Caesarean and Vaginal birth experiences(33 Posts)
I am 12 wks pregnant with my first baby. Before getting pregnant i knew that i have a slightly odd shaped womb (arcuate) that puts me at a slightly increased risk of both early labour / late miscarriage and having a breech baby.
Because of this I think a CS may be necessary but wont know for months yet.
I just wanted to get people's thoughts on VB vs CS (elective) so that I can prepare myself for either option!! Has anyone out there had either? Initially I had thought I would try my best to avoid a CS but from some of the things I have read it doesn't seem as bad as i had thought (especially if planned and not emergency).
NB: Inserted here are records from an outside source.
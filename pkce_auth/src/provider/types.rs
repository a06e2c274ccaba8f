use serde::{Deserialize, Serialize};

pub(crate) const GOOGLE_ISSUER: &str = "https://accounts.google.com";
pub(crate) const GITHUB_ISSUER: &str = "https://github.com";

/// The provider that authenticated an identity, keyed by its issuer URL.
#[derive(Debug, Clone, PartialEq, Eq)]
pub enum Issuer {
    Google,
    GitHub,
    Unsupported(String),
}

impl Issuer {
    pub fn from_url(issuer: &str) -> Self {
        match issuer.trim_end_matches('/') {
            GOOGLE_ISSUER => Self::Google,
            GITHUB_ISSUER => Self::GitHub,
            _ => Self::Unsupported(issuer.to_string()),
        }
    }

    pub fn as_url(&self) -> &str {
        match self {
            Self::Google => GOOGLE_ISSUER,
            Self::GitHub => GITHUB_ISSUER,
            Self::Unsupported(url) => url,
        }
    }
}

/// Normalized profile fields used to create the local user.
#[derive(Debug, Clone, PartialEq, Eq, Serialize, Deserialize)]
pub struct ProviderProfile {
    pub email: String,
    pub name: String,
    pub avatar_url: Option<String>,
}
//! pkce_auth - server side of the OAuth2 authorization code flow with PKCE
//!
//! Sign-in is delegated to the hosted UI of the Gel/EdgeDB auth extension.
//! This crate mints the PKCE pair, correlates the callback with the browser
//! that started the flow, exchanges the code for an auth token and, on
//! sign-up, links the new identity to a `User` built from the provider
//! profile. It is framework independent and speaks `http::HeaderMap`.

mod config;
mod context;
mod coordination;
mod oauth2;
mod provider;
mod session;
mod userdb;
mod utils;

pub use config::{AuthConfig, ConfigError, PKCE_ROUTE_PREFIX};
pub use context::AuthContext;

pub use coordination::{
    CoordinationError, prepare_signin_request, signin_callback_core, signup_callback_core,
};

pub use oauth2::{CallbackParams, OAuth2Error, PkcePair, TokenResponse, generate_pkce_pair};

pub use provider::{
    GitHubProfileResolver, GoogleProfileResolver, Issuer, ProfileResolver, ProviderError,
    ProviderProfile, profile_resolver_for,
};

pub use session::{get_auth_token_from_headers, prepare_logout_response};

pub use userdb::{
    EdgeqlHttpStore, Identity, LinkOutcome, MemoryUserStore, NewUser, UpstreamStore, User,
    UserError, store_from_env, store_from_lookup,
};

pub use utils::UtilError;
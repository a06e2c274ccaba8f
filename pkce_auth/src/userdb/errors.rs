use thiserror::Error;
use uuid::Uuid;

#[derive(Clone, Error, Debug)]
pub enum UserError {
    #[error("Identity {0} is not visible to this session")]
    IdentityNotFound(Uuid),

    #[error("Upstream store request timed out: {0}")]
    Timeout(String),

    #[error("Upstream store request failed: {0}")]
    Request(String),

    #[error("Upstream store error: {0}")]
    Upstream(String),

    #[error("Invalid data: {0}")]
    Decode(String),
}

impl From<serde_json::Error> for UserError {
    fn from(err: serde_json::Error) -> Self {
        UserError::Decode(err.to_string())
    }
}

impl From<reqwest::Error> for UserError {
    fn from(err: reqwest::Error) -> Self {
        if err.is_timeout() {
            UserError::Timeout(err.to_string())
        } else if err.is_decode() {
            UserError::Decode(err.to_string())
        } else {
            UserError::Request(err.to_string())
        }
    }
}
use http::HeaderMap;

use crate::config::AuthConfig;
use crate::oauth2::errors::OAuth2Error;
use crate::utils::{SameSite, get_cookie_from_headers, header_clear_cookie, header_set_cookie};

/// Bind the verifier to the current browser with a short-lived cookie.
///
/// SameSite=Lax so the cookie still rides along on the top-level cross-site
/// redirect that brings the browser back to the callback.
pub(crate) fn store_verifier(
    config: &AuthConfig,
    headers: &mut HeaderMap,
    verifier: &str,
) -> Result<(), OAuth2Error> {
    header_set_cookie(
        headers,
        &config.verifier_cookie_name,
        verifier,
        SameSite::Lax,
        Some(config.verifier_cookie_max_age),
    )?;
    Ok(())
}

pub(crate) fn retrieve_verifier(
    config: &AuthConfig,
    request_headers: &HeaderMap,
) -> Result<String, OAuth2Error> {
    get_cookie_from_headers(request_headers, &config.verifier_cookie_name).ok_or_else(|| {
        tracing::warn!(
            "No '{}' cookie on callback request",
            config.verifier_cookie_name
        );
        OAuth2Error::VerifierNotFound
    })
}

pub(crate) fn clear_verifier_cookie(
    config: &AuthConfig,
    headers: &mut HeaderMap,
) -> Result<(), OAuth2Error> {
    header_clear_cookie(headers, &config.verifier_cookie_name)?;
    Ok(())
}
Any thoughts / experiences you can share would be great.
CS is not an easy option. It's major abdominal surgery. I had a EMCS after FTP. It took me four weeks before I could walk more than a mile. My scar popped and got infected. Not driving for 6wks sucks. However - it was good for me in that I benefitted from being in hospital for four days concentrating on making BF work, getting to know my DD & learning off the other mums instead of being at home feeling like a duck out of water yet trying to be a supermum.
I'm trying for VBAC this time as the recovery is much faster. But I shall pine for that moment when the needle went in my back and the pain went away and I could snooze for the first time in two days.
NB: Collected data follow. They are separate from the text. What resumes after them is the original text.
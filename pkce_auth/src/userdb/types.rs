use chrono::{DateTime, Utc};
use serde::{Deserialize, Serialize};
use uuid::Uuid;

use crate::provider::ProviderProfile;

/// An `ext::auth::Identity` as seen through a session token.
#[derive(Debug, Clone, PartialEq, Eq, Deserialize)]
pub struct Identity {
    pub id: Uuid,
    /// Issuer URL of the provider that authenticated the identity
    pub issuer: String,
}

/// Fields written when a user is created for an identity.
#[derive(Debug, Clone, PartialEq, Eq, Serialize)]
pub struct NewUser {
    pub email: String,
    pub name: String,
    pub avatar: Option<String>,
    pub identity_id: Uuid,
}

impl NewUser {
    pub fn from_profile(profile: ProviderProfile, identity_id: Uuid) -> Self {
        Self {
            email: profile.email,
            name: profile.name,
            avatar: profile.avatar_url,
            identity_id,
        }
    }
}

/// A user row held by the in-memory store.
#[derive(Debug, Clone, PartialEq, Serialize, Deserialize)]
pub struct User {
    pub id: Uuid,
    pub email: String,
    pub name: String,
    pub avatar: Option<String>,
    pub identity_id: Uuid,
    pub created_at: DateTime<Utc>,
}

/// Result of linking an identity to a user.
#[derive(Debug, Clone, Copy, PartialEq, Eq)]
pub enum LinkOutcome {
    /// A new user was written for the identity
    Created { user_id: Uuid },
    /// The identity already had a user; nothing was written
    AlreadyLinked { user_id: Uuid },
}

impl LinkOutcome {
    pub fn user_id(&self) -> Uuid {
        match self {
            Self::Created { user_id } | Self::AlreadyLinked { user_id } => *user_id,
        }
    }

    pub fn is_created(&self) -> bool {
        matches!(self, Self::Created { .. })
    }
}
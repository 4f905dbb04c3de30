//! Small text helpers shared by the markdown renderer, the chat formatter
//! and the content block renderers.

pub(crate) mod stash;
pub mod time;

pub use time::{TimeValue, format_duration, format_time, parse_time_label};

/// Escapes `&`, `<`, `>`, `"` and `'` so the result is safe both as element
/// text and inside a quoted attribute value.
pub fn escape_html(text: &str) -> String {
    html_escape::encode_quoted_attribute(text).into_owned()
}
How did you know about the shape of your womb? I have had a breech baby and was told my womb was slightly heart-shaped.
Yes, that is what mine is 'slightly heart shaped'. I found out a couple of years ago whilst having a scan to determine cause of painful periods (no cause). They told me it was more likely i'd have a breech baby. It is to do with the baby not having enough space in the womb - hence why sometimes you go into labour sooner.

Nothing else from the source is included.